ますます充実した内裏ライフを送るまひろ
為時も賢子の孤独に気づいてはいるが、娘であるまひろの大変さも分かっているがゆえに強くは言えない。そんな中で、唯一まひろに気を遣わず苦言を呈することができる惟規の存在は家族にとっても貴重なのではないだろうか。
賢子に「母上なんか大嫌い!」と言われて初めて、娘の深い孤独にようやく気づけたまひろ。だが、彼女は良くも悪くも彰子に頼りにされてしまっている。

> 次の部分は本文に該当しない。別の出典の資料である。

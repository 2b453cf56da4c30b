/*!
 * Line classifier for the bookwash format.
 *
 * Every physical line becomes one `LineEvent`: a structural marker, a blank
 * line or a content line. Content lines are unescaped here, so the parser
 * never sees escape characters and never has to slice marker text itself.
 */

use std::borrow::Cow;

/// Prefix of every structural line
pub const MARKER_PREFIX: char = '#';

/// Prefix added to content lines that would otherwise be read as structure
pub const ESCAPE_CHAR: char = '\\';

/// Known structural markers
#[derive(Debug, Clone, Copy, PartialEq, Eq)]
pub enum MarkerKind {
    Bookwash,
    Source,
    Created,
    Modified,
    Settings,
    Assets,
    Author,
    Publisher,
    Published,
    Language,
    Identifier,
    Description,
    Image,
    Chapter,
    Title,
    Rating,
    NeedsCleaning,
    Change,
    Status,
    Reason,
    Original,
    Cleaned,
    End,
    /// Well-formed marker with a name this version does not know
    Unknown,
}

impl MarkerKind {
    fn from_name(name: &str) -> Self {
        match name {
            "BOOKWASH" => Self::Bookwash,
            "SOURCE" => Self::Source,
            "CREATED" => Self::Created,
            "MODIFIED" => Self::Modified,
            "SETTINGS" => Self::Settings,
            "ASSETS" => Self::Assets,
            "AUTHOR" => Self::Author,
            "PUBLISHER" => Self::Publisher,
            "PUBLISHED" => Self::Published,
            "LANGUAGE" => Self::Language,
            "IDENTIFIER" => Self::Identifier,
            "DESCRIPTION" => Self::Description,
            "IMAGE" => Self::Image,
            "CHAPTER" => Self::Chapter,
            "TITLE" => Self::Title,
            "RATING" => Self::Rating,
            "NEEDS_CLEANING" => Self::NeedsCleaning,
            "CHANGE" => Self::Change,
            "STATUS" => Self::Status,
            "REASON" => Self::Reason,
            "ORIGINAL" => Self::Original,
            "CLEANED" => Self::Cleaned,
            "END" => Self::End,
            _ => Self::Unknown,
        }
    }

    /// Markers that only have meaning inside a change block
    pub fn is_block_marker(self) -> bool {
        matches!(
            self,
            Self::Status | Self::Reason | Self::Original | Self::Cleaned | Self::End
        )
    }
}

/// One classified line
#[derive(Debug, Clone, PartialEq, Eq)]
pub enum LineEvent<'a> {
    /// Structural line such as `#CHAPTER: 3` or `#END`
    Marker {
        kind: MarkerKind,
        name: &'a str,
        value: &'a str,
        raw: &'a str,
    },
    /// Empty or whitespace-only line
    Blank,
    /// Content, already unescaped
    Text(Cow<'a, str>),
}

/// A classified line with its 1-based line number
#[derive(Debug, Clone, PartialEq, Eq)]
pub struct Line<'a> {
    pub number: usize,
    /// The line as written, minus its terminator
    pub raw: &'a str,
    pub event: LineEvent<'a>,
}

/// Classify a single line (without its line terminator)
pub fn classify(line: &str) -> LineEvent<'_> {
    if line.trim().is_empty() {
        return LineEvent::Blank;
    }
    if let Some(rest) = line.strip_prefix(ESCAPE_CHAR) {
        return LineEvent::Text(Cow::Borrowed(rest));
    }
    if let Some((name, value)) = split_marker(line) {
        return LineEvent::Marker {
            kind: MarkerKind::from_name(name),
            name,
            value,
            raw: line,
        };
    }
    LineEvent::Text(Cow::Borrowed(line))
}

/// Split `#NAME`, `#NAME: value` or `#NAME value` into name and value
fn split_marker(line: &str) -> Option<(&str, &str)> {
    let body = line.strip_prefix(MARKER_PREFIX)?;
    let name_len = body
        .char_indices()
        .find(|(i, c)| {
            let valid = if *i == 0 {
                c.is_ascii_uppercase()
            } else {
                c.is_ascii_uppercase() || c.is_ascii_digit() || *c == '_'
            };
            !valid
        })
        .map(|(i, _)| i)
        .unwrap_or(body.len());

    if name_len == 0 {
        return None;
    }

    let (name, rest) = body.split_at(name_len);
    if rest.is_empty() {
        return Some((name, ""));
    }
    if let Some(value) = rest.strip_prefix(':') {
        return Some((name, value.strip_prefix(' ').unwrap_or(value).trim_end()));
    }
    if let Some(value) = rest.strip_prefix(' ') {
        return Some((name, value.trim_end()));
    }
    None
}

/// Classify every line of a document
pub fn tokenize(content: &str) -> Vec<Line<'_>> {
    content
        .split('\n')
        .map(|line| line.strip_suffix('\r').unwrap_or(line))
        .enumerate()
        .map(|(i, line)| Line {
            number: i + 1,
            raw: line,
            event: classify(line),
        })
        .collect()
}

/// Escape a content line so it is never read back as structure.
///
/// Empty and whitespace-only lines are escaped as well. A bare blank line
/// separates paragraphs, so an empty line inside a paragraph is written as a
/// lone escape character.
pub fn escape_line(line: &str) -> Cow<'_, str> {
    let blank = line.trim().is_empty();
    if line.starts_with(MARKER_PREFIX) || line.starts_with(ESCAPE_CHAR) || blank {
        Cow::Owned(format!("{}{}", ESCAPE_CHAR, line))
    } else {
        Cow::Borrowed(line)
    }
}
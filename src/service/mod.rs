/*!
 * The classifier/rewriter collaborator.
 *
 * The pipeline only sees the `ContentService` trait: `classify` rates a text on
 * the three axes and `revise` rewrites it towards a set of targets. The real
 * implementation, `ContentClient`, sits on top of any `Provider` and owns the
 * pacing, retry and model fallback state for one run.
 *
 * - `rate_limit`: clock abstraction, retry policy and call state
 * - `client`: the provider-backed service
 * - `prompts`: classifier and rewriter instructions
 * - `response`: parsing and cleanup of model output
 * - `mock`: scripted service for pipeline tests
 */

use async_trait::async_trait;
use std::fmt;

use crate::bookwash::{Rating, Targets};
use crate::errors::ServiceError;

pub mod client;
pub mod mock;
pub mod prompts;
pub mod rate_limit;
pub mod response;

pub use client::ContentClient;
pub use mock::ScriptedService;
pub use rate_limit::{CallState, Clock, ManualClock, RetryPolicy, TokioClock};

/// How much the rewriter may change to reach the targets
#[derive(Debug, Clone, Copy, PartialEq, Eq, PartialOrd, Ord, Hash)]
pub enum Aggression {
    /// Replace offending words and phrases only
    Light = 1,
    /// Also rewrite offending sentences and summarise explicit passages
    Moderate = 2,
    /// Remove or neutrally summarise whole offending passages
    Heavy = 3,
}

impl Aggression {
    pub fn level(self) -> u8 {
        self as u8
    }

    /// Levels outside 1..=3 are clamped
    pub fn from_level(level: u32) -> Self {
        match level {
            0 | 1 => Self::Light,
            2 => Self::Moderate,
            _ => Self::Heavy,
        }
    }
}

impl fmt::Display for Aggression {
    fn fmt(&self, f: &mut fmt::Formatter<'_>) -> fmt::Result {
        write!(f, "{}", self.level())
    }
}

/// The two operations the pipeline needs from a language model
#[async_trait]
pub trait ContentService: Send {
    /// Rate `text` on every axis
    async fn classify(&mut self, text: &str) -> Result<Rating, ServiceError>;

    /// Rewrite `text` so that it fits `targets`
    async fn revise(&mut self, text: &str, targets: &Targets, aggression: Aggression) -> Result<String, ServiceError>;
}
use async_trait::async_trait;
use log::{debug, error};
use reqwest::Client;
use serde::{Deserialize, Serialize};
use std::time::Duration;

use super::{error_for_response, normalize_endpoint, truncate_for_log, CompletionRequest, CompletionResponse, Provider};
use crate::app_config::ProviderConfig;
use crate::errors::ProviderError;

const DEFAULT_ENDPOINT: &str = "http://localhost:11434";

/// Ollama client for interacting with Ollama API
#[derive(Debug)]
pub struct Ollama {
    /// Base URL of the Ollama API
    base_url: String,
    /// HTTP client for making requests
    client: Client,
}

/// Generate request for the Ollama API
#[derive(Debug, Serialize, Deserialize)]
pub struct GenerationRequest {
    /// Model name to use for generation
    model: String,
    /// Prompt to generate from
    prompt: String,
    /// System message to guide the model
    #[serde(skip_serializing_if = "Option::is_none")]
    system: Option<String>,
    /// Additional model parameters
    #[serde(skip_serializing_if = "Option::is_none")]
    options: Option<GenerationOptions>,
    /// Whether to stream the response
    #[serde(skip_serializing_if = "Option::is_none")]
    stream: Option<bool>,
}

/// Generation options for the Ollama API
#[derive(Debug, Default, Serialize, Deserialize)]
pub struct GenerationOptions {
    /// Temperature for generation
    #[serde(skip_serializing_if = "Option::is_none")]
    temperature: Option<f32>,
    /// Maximum number of tokens to generate
    #[serde(skip_serializing_if = "Option::is_none")]
    num_predict: Option<u32>,
}

/// Generation response from the Ollama API
#[derive(Debug, Serialize, Deserialize)]
pub struct GenerationResponse {
    /// Model name
    #[serde(default)]
    pub model: String,
    /// Generated text
    #[serde(default)]
    pub response: String,
    /// Whether the generation is complete
    #[serde(default)]
    pub done: bool,
    /// Number of prompt tokens
    #[serde(skip_serializing_if = "Option::is_none")]
    pub prompt_eval_count: Option<u64>,
    /// Number of generated tokens
    #[serde(skip_serializing_if = "Option::is_none")]
    pub eval_count: Option<u64>,
}

impl GenerationRequest {
    /// Create a new non-streaming generation request
    pub fn new(model: impl Into<String>, prompt: impl Into<String>) -> Self {
        Self {
            model: model.into(),
            prompt: prompt.into(),
            system: None,
            options: None,
            stream: Some(false),
        }
    }

    /// Set the system prompt
    pub fn system(mut self, system: impl Into<String>) -> Self {
        self.system = Some(system.into());
        self
    }

    /// Set the temperature
    pub fn temperature(mut self, temperature: f32) -> Self {
        self.options.get_or_insert_with(GenerationOptions::default).temperature = Some(temperature);
        self
    }

    /// Set the token limit
    pub fn num_predict(mut self, num_predict: u32) -> Self {
        self.options.get_or_insert_with(GenerationOptions::default).num_predict = Some(num_predict);
        self
    }
}

impl From<CompletionRequest> for GenerationRequest {
    fn from(request: CompletionRequest) -> Self {
        let mut generation = GenerationRequest::new(request.model, request.prompt);
        if let Some(system) = request.system {
            generation = generation.system(system);
        }
        if let Some(temperature) = request.temperature {
            generation = generation.temperature(temperature);
        }
        if let Some(max_tokens) = request.max_tokens {
            generation = generation.num_predict(max_tokens);
        }
        generation
    }
}

impl Ollama {
    /// Create a new Ollama client for an endpoint such as `localhost:11434`
    pub fn new(endpoint: impl AsRef<str>, timeout_secs: u64) -> Self {
        Self {
            base_url: normalize_endpoint(endpoint.as_ref(), DEFAULT_ENDPOINT),
            client: Client::builder()
                .timeout(Duration::from_secs(timeout_secs))
                // Ollama speaks HTTP/1.1
                .http1_only()
                .pool_idle_timeout(Duration::from_secs(90))
                .tcp_keepalive(Duration::from_secs(60))
                .build()
                .unwrap_or_default(),
        }
    }

    pub fn from_config(config: &ProviderConfig) -> Self {
        Self::new(&config.endpoint, config.timeout_secs)
    }

    pub fn base_url(&self) -> &str {
        &self.base_url
    }

    /// Generate text from the Ollama API
    pub async fn generate(&self, request: GenerationRequest) -> Result<GenerationResponse, ProviderError> {
        let url = format!("{}/api/generate", self.base_url);
        let response = self.client.post(&url).json(&request).send().await?;

        if !response.status().is_success() {
            return Err(error_for_response("Ollama", response).await);
        }

        let body = response.text().await?;
        parse_generation_body(&body)
    }
}

/// Parse a generate response, tolerating streamed JSONL bodies.
///
/// When the server streams despite `stream: false`, every line carries a
/// fragment of the text and the final line has `done: true`.
pub fn parse_generation_body(body: &str) -> Result<GenerationResponse, ProviderError> {
    if let Ok(response) = serde_json::from_str::<GenerationResponse>(body) {
        return Ok(response);
    }

    debug!("Ollama response is not a single JSON object, trying JSONL");
    let fragments: Vec<GenerationResponse> = body
        .lines()
        .filter(|line| !line.trim().is_empty())
        .filter_map(|line| serde_json::from_str::<GenerationResponse>(line).ok())
        .collect();

    let Some(last) = fragments.last() else {
        error!("Failed to parse Ollama API response. Raw response: {}", truncate_for_log(body));
        return Err(ProviderError::ParseError(format!(
            "Ollama response contains invalid JSON: {}",
            truncate_for_log(body)
        )));
    };

    Ok(GenerationResponse {
        model: last.model.clone(),
        response: fragments.iter().map(|fragment| fragment.response.as_str()).collect(),
        done: true,
        prompt_eval_count: last.prompt_eval_count,
        eval_count: last.eval_count,
    })
}

#[async_trait]
impl Provider for Ollama {
    async fn complete(&self, request: CompletionRequest) -> Result<CompletionResponse, ProviderError> {
        let response = self.generate(request.into()).await?;
        Ok(CompletionResponse {
            text: response.response,
            prompt_tokens: response.prompt_eval_count,
            completion_tokens: response.eval_count,
        })
    }

    async fn test_connection(&self) -> Result<(), ProviderError> {
        let url = format!("{}/api/tags", self.base_url);
        let response = self.client.get(&url).send().await?;
        if !response.status().is_success() {
            return Err(error_for_response("Ollama", response).await);
        }
        Ok(())
    }

    fn name(&self) -> &str {
        "ollama"
    }
}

まひろが里帰りする直前、彰子が『源氏物語』を一つの冊子にして天皇の土産にしたいと言い出し、女房たちが力を合わせて豪華本を制作する場面があった。その褒美を道長(柄本佑)が持ってきた際にも、みんなで分けるように言われているにもかかわらず、「紙は藤式部に」と他の女房たちの前でまひろを贔屓する彰子。自分のことしか考えていないことを反省し、里帰りするまひろを快く送り出すも、たった数日で「藤式部がおらぬと心細い」と宮の宣旨(小林きな子)に頼んで呼び戻してしまう。
これでは女房たちの反感を買うのも無理はない。さらには一条天皇が完成した豪華本を大絶賛し、「これを藤壺で読み上げる会を開いてはどうか」と提案したことで彰子のサロンが始まる。
「日本紀より物語が上」と暗に示す内容に公任(町田啓太)たちがヒソヒソと陰口を叩く中で、「女ならではの物の見方に、漢籍の素養も加わっているゆえか、これまでにない物語になっておる。藤式部は日本紀にも精通しておるしな」とまひろを褒め称える一条天皇。
ますます充実した内裏ライフを送るうちに、まひろの頭からすっかり賢子のことが抜け落ちている様子なのもリアルだ。